### What is needed
The answer must be an exact transcription of all the records below.
- Opening Delimiter -
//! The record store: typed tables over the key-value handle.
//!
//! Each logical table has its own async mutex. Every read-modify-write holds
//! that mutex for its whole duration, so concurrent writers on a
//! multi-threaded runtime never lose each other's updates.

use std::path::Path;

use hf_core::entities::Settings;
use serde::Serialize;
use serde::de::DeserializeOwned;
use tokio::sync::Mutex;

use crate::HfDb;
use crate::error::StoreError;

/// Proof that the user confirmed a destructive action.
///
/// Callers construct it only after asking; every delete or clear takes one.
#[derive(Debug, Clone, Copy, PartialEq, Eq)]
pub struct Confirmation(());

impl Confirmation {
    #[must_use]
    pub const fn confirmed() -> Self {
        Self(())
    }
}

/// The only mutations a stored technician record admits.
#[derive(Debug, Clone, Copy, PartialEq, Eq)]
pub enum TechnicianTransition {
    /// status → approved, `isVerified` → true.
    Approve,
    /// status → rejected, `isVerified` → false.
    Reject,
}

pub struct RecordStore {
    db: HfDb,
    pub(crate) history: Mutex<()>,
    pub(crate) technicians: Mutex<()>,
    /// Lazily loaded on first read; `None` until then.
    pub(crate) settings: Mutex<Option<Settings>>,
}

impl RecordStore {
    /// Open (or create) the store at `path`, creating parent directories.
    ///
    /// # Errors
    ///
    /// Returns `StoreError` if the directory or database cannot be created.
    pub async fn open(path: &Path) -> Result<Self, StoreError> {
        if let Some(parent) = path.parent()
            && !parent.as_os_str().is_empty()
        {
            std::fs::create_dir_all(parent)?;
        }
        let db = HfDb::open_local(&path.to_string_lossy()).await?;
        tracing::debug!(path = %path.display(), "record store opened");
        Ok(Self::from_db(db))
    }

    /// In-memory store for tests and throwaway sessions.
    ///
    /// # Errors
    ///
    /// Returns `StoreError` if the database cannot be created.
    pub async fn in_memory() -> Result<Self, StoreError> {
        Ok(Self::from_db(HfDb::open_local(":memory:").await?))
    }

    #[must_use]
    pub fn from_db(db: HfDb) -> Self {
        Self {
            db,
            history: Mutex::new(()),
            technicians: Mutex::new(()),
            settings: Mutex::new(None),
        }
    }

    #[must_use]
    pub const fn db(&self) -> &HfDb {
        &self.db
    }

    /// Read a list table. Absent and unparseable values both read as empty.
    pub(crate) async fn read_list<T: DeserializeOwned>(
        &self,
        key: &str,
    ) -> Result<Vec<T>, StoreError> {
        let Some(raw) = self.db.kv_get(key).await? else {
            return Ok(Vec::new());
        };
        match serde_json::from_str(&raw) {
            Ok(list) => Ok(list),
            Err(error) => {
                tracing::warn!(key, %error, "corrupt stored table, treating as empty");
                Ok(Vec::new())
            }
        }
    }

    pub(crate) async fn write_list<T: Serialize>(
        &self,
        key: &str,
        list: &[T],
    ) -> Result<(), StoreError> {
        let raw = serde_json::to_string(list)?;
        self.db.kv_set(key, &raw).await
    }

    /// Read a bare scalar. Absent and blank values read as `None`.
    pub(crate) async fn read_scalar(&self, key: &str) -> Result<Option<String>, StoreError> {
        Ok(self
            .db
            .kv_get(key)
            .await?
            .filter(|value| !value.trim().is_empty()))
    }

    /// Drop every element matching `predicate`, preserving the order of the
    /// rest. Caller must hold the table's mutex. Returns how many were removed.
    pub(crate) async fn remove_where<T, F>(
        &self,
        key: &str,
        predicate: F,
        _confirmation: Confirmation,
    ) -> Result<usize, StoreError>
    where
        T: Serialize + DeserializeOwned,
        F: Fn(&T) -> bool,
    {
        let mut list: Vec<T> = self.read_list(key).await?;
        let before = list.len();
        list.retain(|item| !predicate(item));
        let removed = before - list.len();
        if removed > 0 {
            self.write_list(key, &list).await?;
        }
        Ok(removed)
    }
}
- Closing Delimiter -
### Answer to this exercise
//! The record store: typed tables over the key-value handle.
//!
//! Each logical table has its own async mutex. Every read-modify-write holds
//! that mutex for its whole duration, so concurrent writers on a
//! multi-threaded runtime never lose each other's updates.

use std::path::Path;

use hf_core::entities::Settings;
use serde::Serialize;
use serde::de::DeserializeOwned;
use tokio::sync::Mutex;

use crate::HfDb;
use crate::error::StoreError;

/// Proof that the user confirmed a destructive action.
///
/// Callers construct it only after asking; every delete or clear takes one.
#[derive(Debug, Clone, Copy, PartialEq, Eq)]
pub struct Confirmation(());

impl Confirmation {
    #[must_use]
    pub const fn confirmed() -> Self {
        Self(())
    }
}

/// The only mutations a stored technician record admits.
#[derive(Debug, Clone, Copy, PartialEq, Eq)]
pub enum TechnicianTransition {
    /// status → approved, `isVerified` → true.
    Approve,
    /// status → rejected, `isVerified` → false.
    Reject,
}

pub struct RecordStore {
    db: HfDb,
    pub(crate) history: Mutex<()>,
    pub(crate) technicians: Mutex<()>,
    /// Lazily loaded on first read; `None` until then.
    pub(crate) settings: Mutex<Option<Settings>>,
}

impl RecordStore {
    /// Open (or create) the store at `path`, creating parent directories.
    ///
    /// # Errors
    ///
    /// Returns `StoreError` if the directory or database cannot be created.
    pub async fn open(path: &Path) -> Result<Self, StoreError> {
        if let Some(parent) = path.parent()
            && !parent.as_os_str().is_empty()
        {
            std::fs::create_dir_all(parent)?;
        }
        let db = HfDb::open_local(&path.to_string_lossy()).await?;
        tracing::debug!(path = %path.display(), "record store opened");
        Ok(Self::from_db(db))
    }

    /// In-memory store for tests and throwaway sessions.
    ///
    /// # Errors
    ///
    /// Returns `StoreError` if the database cannot be created.
    pub async fn in_memory() -> Result<Self, StoreError> {
        Ok(Self::from_db(HfDb::open_local(":memory:").await?))
    }

    #[must_use]
    pub fn from_db(db: HfDb) -> Self {
        Self {
            db,
            history: Mutex::new(()),
            technicians: Mutex::new(()),
            settings: Mutex::new(None),
        }
    }

    #[must_use]
    pub const fn db(&self) -> &HfDb {
        &self.db
    }

    /// Read a list table. Absent and unparseable values both read as empty.
    pub(crate) async fn read_list<T: DeserializeOwned>(
        &self,
        key: &str,
    ) -> Result<Vec<T>, StoreError> {
        let Some(raw) = self.db.kv_get(key).await? else {
            return Ok(Vec::new());
        };
        match serde_json::from_str(&raw) {
            Ok(list) => Ok(list),
            Err(error) => {
                tracing::warn!(key, %error, "corrupt stored table, treating as empty");
                Ok(Vec::new())
            }
        }
    }

    pub(crate) async fn write_list<T: Serialize>(
        &self,
        key: &str,
        list: &[T],
    ) -> Result<(), StoreError> {
        let raw = serde_json::to_string(list)?;
        self.db.kv_set(key, &raw).await
    }

    /// Read a bare scalar. Absent and blank values read as `None`.
    pub(crate) async fn read_scalar(&self, key: &str) -> Result<Option<String>, StoreError> {
        Ok(self
            .db
            .kv_get(key)
            .await?
            .filter(|value| !value.trim().is_empty()))
    }

    /// Drop every element matching `predicate`, preserving the order of the
    /// rest. Caller must hold the table's mutex. Returns how many were removed.
    pub(crate) async fn remove_where<T, F>(
        &self,
        key: &str,
        predicate: F,
        _confirmation: Confirmation,
    ) -> Result<usize, StoreError>
    where
        T: Serialize + DeserializeOwned,
        F: Fn(&T) -> bool,
    {
        let mut list: Vec<T> = self.read_list(key).await?;
        let before = list.len();
        list.retain(|item| !predicate(item));
        let removed = before - list.len();
        if removed > 0 {
            self.write_list(key, &list).await?;
        }
        Ok(removed)
    }
}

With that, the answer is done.